#### Task statement:
Only lines that contain the string "struct" should be returned from the material below.

#### Supplied material:
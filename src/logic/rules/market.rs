use super::{ScoringContext, ScoringRule, PROFITABILITY_THRESHOLD};
use crate::models::{CandidateDefinition, ScoreFactor, TrendKind};

/// Rising mandi prices: +15. No signal for the candidate means no adjustment.
pub struct MarketTrendRule;

impl ScoringRule for MarketTrendRule {
    fn id(&self) -> &'static str {
        "market_trend"
    }

    fn name(&self) -> &'static str {
        "Market Trend"
    }

    fn evaluate(
        &self,
        ctx: &ScoringContext<'_>,
        candidate: &CandidateDefinition,
    ) -> Option<ScoreFactor> {
        let signal = ctx.market.get(&candidate.id)?;
        if signal.trend_kind != TrendKind::Up {
            return None;
        }
        Some(ScoreFactor::new(self.id(), 15.0, "Market trending up"))
    }
}

/// Healthy margin over the support price: +10.
pub struct ProfitabilityRule;

impl ScoringRule for ProfitabilityRule {
    fn id(&self) -> &'static str {
        "profitability"
    }

    fn name(&self) -> &'static str {
        "Profitability"
    }

    fn evaluate(
        &self,
        ctx: &ScoringContext<'_>,
        candidate: &CandidateDefinition,
    ) -> Option<ScoreFactor> {
        let signal = ctx.market.get(&candidate.id)?;
        if signal.margin_value <= PROFITABILITY_THRESHOLD {
            return None;
        }
        Some(ScoreFactor::new(
            self.id(),
            10.0,
            format!("High profitability (₹{:.0}/q margin)", signal.margin_value),
        ))
    }
}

#### Solved problem:
pub struct MarketTrendRule;
pub struct ProfitabilityRule;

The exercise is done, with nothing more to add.